En la 24 de Mayo, a pocos metros del casco del Centro Histórico —un lugar turístico y emblemático de Quito— aparecen los habitantes de calle cuando cae la noche. Bajo un puente peatonal, tres hombres intentan resistir el frío. Uno se sienta sobre una lámina de lata, los otros dos se apoyan en los muros de concreto. Con las manos en los bolsillos y el cuello encogido, buscan que el viento no les roce la piel. No piden dinero, solo agua.
Los equipos del Patronato San José recorren las calles todos los días desde las 05:00 hasta las 23:00. Su trabajo consiste en acercarse, conversar, levantar datos y acompañar a las personas que viven en el espacio público.
En balcones de edificios abandonados se encogen cuerpos. Más abajo, en las cuevas junto al Machángara, quedan huellas de quienes se marcharon poco antes: paredes manchadas de hollín, pipas artesanales, un balón embarrado y una biblia levantada “para que no se ensucie ni se queme”. El aire desprende un olor fuerte a basura húmeda, cloaca y estiércol.
Carlos y Javier —nombres cambiados— forman parte de esta realidad. Carlos, colombiano, llegó a Quito ya como consumidor y contó que su hermano vive la misma situación en otra parte de la ciudad. Javier, en cambio, lleva años en la calle. Nunca acepta ayuda, pero permite que lo visiten. A su lado reposan tazas chamuscadas, pipas improvisadas y una mochila desgastada.
Los técnicos explican que cada persona llega por una razón distinta: adicciones, abandono familiar, violencia en casa o rupturas que dejan a la gente sin apoyo. “Cualquiera puede llegar a ser habitante de calle con una mala decisión o una crisis que lo saque del sistema”, dice uno de ellos durante el recorrido.

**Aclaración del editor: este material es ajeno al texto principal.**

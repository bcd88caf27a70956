//! Component C: ray–primitive intersection.
//!
//! Both routines return "hit or miss"; they never panic. Grounded on the
//! reference `GetIntersection` overloads (geometric sphere test, Möller–
//! Trumbore triangle test), reproduced literally for numerical parity.

use super::{Sphere, Triangle};
use crate::ray::Ray;
use crate::vec3::{distance, Vec3, PARALLEL_EPS};

/// A typed hit: position, unit normal facing the incoming ray, and distance
/// from the ray origin. Invariant: `normal.dot(ray.direction) <= 0`.
#[derive(Clone, Copy, Debug)]
pub struct Intersection {
    pub position: Vec3,
    pub normal: Vec3,
    pub distance: f64,
}

impl Intersection {
    fn new(position: Vec3, normal: Vec3, distance: f64) -> Self {
        Self {
            position,
            normal,
            distance,
        }
    }
}

/// Ray ↔ sphere, geometric form (§4.C). `ray.direction` need not be
/// pre-normalized; it is normalized here.
pub fn intersect_sphere(ray: &Ray, sphere: &Sphere) -> Option<Intersection> {
    let d = ray.direction.normalized();
    let l = sphere.center - ray.origin;
    let tca = l.dot(&d);
    let d2 = l.dot(&l) - tca * tca;
    let r2 = sphere.radius * sphere.radius;
    if d2 > r2 {
        return None;
    }

    let thc = (r2 - d2).sqrt();
    let (t0, t1) = (tca - thc, tca + thc);
    let (t0, t1) = if t0 > t1 { (t1, t0) } else { (t0, t1) };
    let t = if t0 < 0.0 {
        if t1 < 0.0 {
            return None;
        }
        t1
    } else {
        t0
    };

    let hit = ray.origin + d * t;
    let mut normal = (sphere.center - hit).normalized();
    if normal.dot(&d) >= 0.0 {
        normal = -normal;
    }
    let dist = distance(&hit, &ray.origin);

    Some(Intersection::new(hit, normal, dist))
}

/// Ray ↔ triangle, Möller–Trumbore variant in double precision (§4.C).
pub fn intersect_triangle(ray: &Ray, tri: &Triangle) -> Option<Intersection> {
    let d = ray.direction.normalized();
    let e1 = tri.b - tri.a;
    let e2 = tri.c - tri.a;
    let n = d.cross(&e2);
    if e1.dot(&n).abs() < PARALLEL_EPS {
        return None;
    }

    let t_vec = ray.origin - tri.a;
    let p = d.cross(&e2);
    let q = t_vec.cross(&e1);
    let div = p.dot(&e1);

    let t = q.dot(&e2) / div;
    let u = p.dot(&t_vec) / div;
    let v = q.dot(&d) / div;

    if t < 0.0 || u < 0.0 || u > 1.0 || v < 0.0 || u + v > 1.0 {
        return None;
    }

    let hit = ray.origin + d * t;
    let mut normal = (hit - tri.a).cross(&(hit - tri.b)).normalized();
    if normal.dot(&d) >= 0.0 {
        normal = -normal;
    }
    let dist = distance(&hit, &ray.origin);

    Some(Intersection::new(hit, normal, dist))
}

#[cfg(test)]
mod tests {
    use super::*;
    use approx::assert_abs_diff_eq;

    // S1 — Ray/Sphere hit.
    #[test]
    fn sphere_hit() {
        let sphere = Sphere::new(Vec3::new(0.0, 0.0, -5.0), 1.0);
        let ray = Ray::new(Vec3::new(0.0, 0.0, 0.0), Vec3::new(0.0, 0.0, -1.0));
        let hit = intersect_sphere(&ray, &sphere).expect("expected hit");

        assert_abs_diff_eq!(hit.position.x(), 0.0, epsilon = 1e-9);
        assert_abs_diff_eq!(hit.position.y(), 0.0, epsilon = 1e-9);
        assert_abs_diff_eq!(hit.position.z(), -4.0, epsilon = 1e-9);
        assert_abs_diff_eq!(hit.normal.x(), 0.0, epsilon = 1e-9);
        assert_abs_diff_eq!(hit.normal.y(), 0.0, epsilon = 1e-9);
        assert_abs_diff_eq!(hit.normal.z(), 1.0, epsilon = 1e-9);
        assert_abs_diff_eq!(hit.distance, 4.0, epsilon = 1e-9);
    }

    // S2 — Ray/Sphere miss.
    #[test]
    fn sphere_miss() {
        let sphere = Sphere::new(Vec3::new(0.0, 0.0, -5.0), 1.0);
        let ray = Ray::new(Vec3::new(0.0, 0.0, 0.0), Vec3::new(1.0, 0.0, 0.0));
        assert!(intersect_sphere(&ray, &sphere).is_none());
    }

    #[test]
    fn sphere_normal_faces_ray() {
        let sphere = Sphere::new(Vec3::new(0.0, 0.0, -5.0), 1.0);
        let ray = Ray::new(Vec3::new(0.0, 0.0, 0.0), Vec3::new(0.2, 0.1, -1.0));
        let hit = intersect_sphere(&ray, &sphere).unwrap();
        assert!(hit.normal.dot(&ray.direction.normalized()) <= 1e-9);
    }

    // S3 — Triangle hit.
    #[test]
    fn triangle_hit() {
        let tri = Triangle::new(
            Vec3::new(-1.0, -1.0, -2.0),
            Vec3::new(1.0, -1.0, -2.0),
            Vec3::new(0.0, 1.0, -2.0),
        );
        let ray = Ray::new(Vec3::new(0.0, 0.0, 0.0), Vec3::new(0.0, 0.0, -1.0));
        let hit = intersect_triangle(&ray, &tri).expect("expected hit");

        assert_abs_diff_eq!(hit.position.x(), 0.0, epsilon = 1e-9);
        assert_abs_diff_eq!(hit.position.y(), 0.0, epsilon = 1e-9);
        assert_abs_diff_eq!(hit.position.z(), -2.0, epsilon = 1e-9);
        assert_abs_diff_eq!(hit.distance, 2.0, epsilon = 1e-9);
        assert!(hit.normal.z() < 0.0);
    }

    #[test]
    fn triangle_miss_outside_edges() {
        let tri = Triangle::new(
            Vec3::new(-1.0, -1.0, -2.0),
            Vec3::new(1.0, -1.0, -2.0),
            Vec3::new(0.0, 1.0, -2.0),
        );
        let ray = Ray::new(Vec3::new(5.0, 5.0, 0.0), Vec3::new(0.0, 0.0, -1.0));
        assert!(intersect_triangle(&ray, &tri).is_none());
    }

    #[test]
    fn triangle_parallel_ray_misses() {
        let tri = Triangle::new(
            Vec3::new(-1.0, -1.0, -2.0),
            Vec3::new(1.0, -1.0, -2.0),
            Vec3::new(0.0, 1.0, -2.0),
        );
        let ray = Ray::new(Vec3::new(0.0, 0.0, -2.0), Vec3::new(1.0, 0.0, 0.0));
        assert!(intersect_triangle(&ray, &tri).is_none());
    }

    #[test]
    fn intersection_normal_faces_incoming_ray_invariant() {
        let sphere = Sphere::new(Vec3::new(0.3, -0.2, -4.0), 1.3);
        for (ox, oy, dz) in [(0.0, 0.0, -1.0), (0.5, 0.2, -1.0), (-0.4, 0.1, -1.0)] {
            let ray = Ray::new(Vec3::new(ox, oy, 0.0), Vec3::new(0.0, 0.0, dz));
            if let Some(hit) = intersect_sphere(&ray, &sphere) {
                assert!(hit.normal.dot(&ray.direction.normalized()) <= 1e-9);
            }
        }
    }
}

En 2022, un diagnóstico oficial registró 793 habitantes de calle en Quito. Tres años después, hasta junio de 2025, el número alcanzó 3 942 personas. La diferencia suma 3 149 más, lo que representa un incremento del 397 %.
La capital cuenta con 2,8 millones de habitantes, según el INEC, y aunque el porcentaje de quienes viven en la calle parece pequeño, el salto evidencia un problema que dejó de ser marginal.
Los técnicos aseguran que reconocen a casi cada persona en esta condición. Con nombres y rostros identifican los puntos de concentración y saben quién acepta algún tipo de apoyo y quién lo rechaza.
Los técnicos advierten sobre los llamados “hoteles de droga”, espacios clandestinos donde se paga por una mesa y un sillón para consumir durante horas.
En sus recorridos también enfrentan escenas extremas: personas que mueren en sus brazos por sobredosis o cuerpos encontrados al amanecer, cuando el frío del invierno provoca hipotermia.
Entre las historias aparece la de una mujer cubana que, tras un divorcio, rechazó volver con su familia y decidió quedarse debajo de un puente. O la de un exrector de un colegio reconocido de Quito que perdió todo en la adicción y falleció en la calle. “La familia llegó a reconocer el cuerpo en carros de alta gama”, cuentan.
La ciudad cuenta con una red de atención que incluye albergues temporales, comedores comunitarios y talleres de reinserción social.
Los técnicos explican que en esos espacios entregan alimentación, acompañamiento psicosocial y actividades formativas. Reconocen que muchos habitantes de calle rechazan la ayuda, pero continúan acercándose con la esperanza de que algún día acepten salir de esa vida.
Los técnicos explican que, en su mayoría, los habitantes de calle consumen base, guanchaca e inhalan cemento de contacto para soportar el frío de la intemperie.
También conocen a las personas del Centro de Quito que les ofrecen comida gratuita y que se convierten en puntos de apoyo para sobrevivir.
Al finalizar el recorrido de la noche del 19 de agosto de 2025, dejaron una frase que resume todo lo visto en las calles: “Cualquier persona puede llegar a ser habitante de calle”.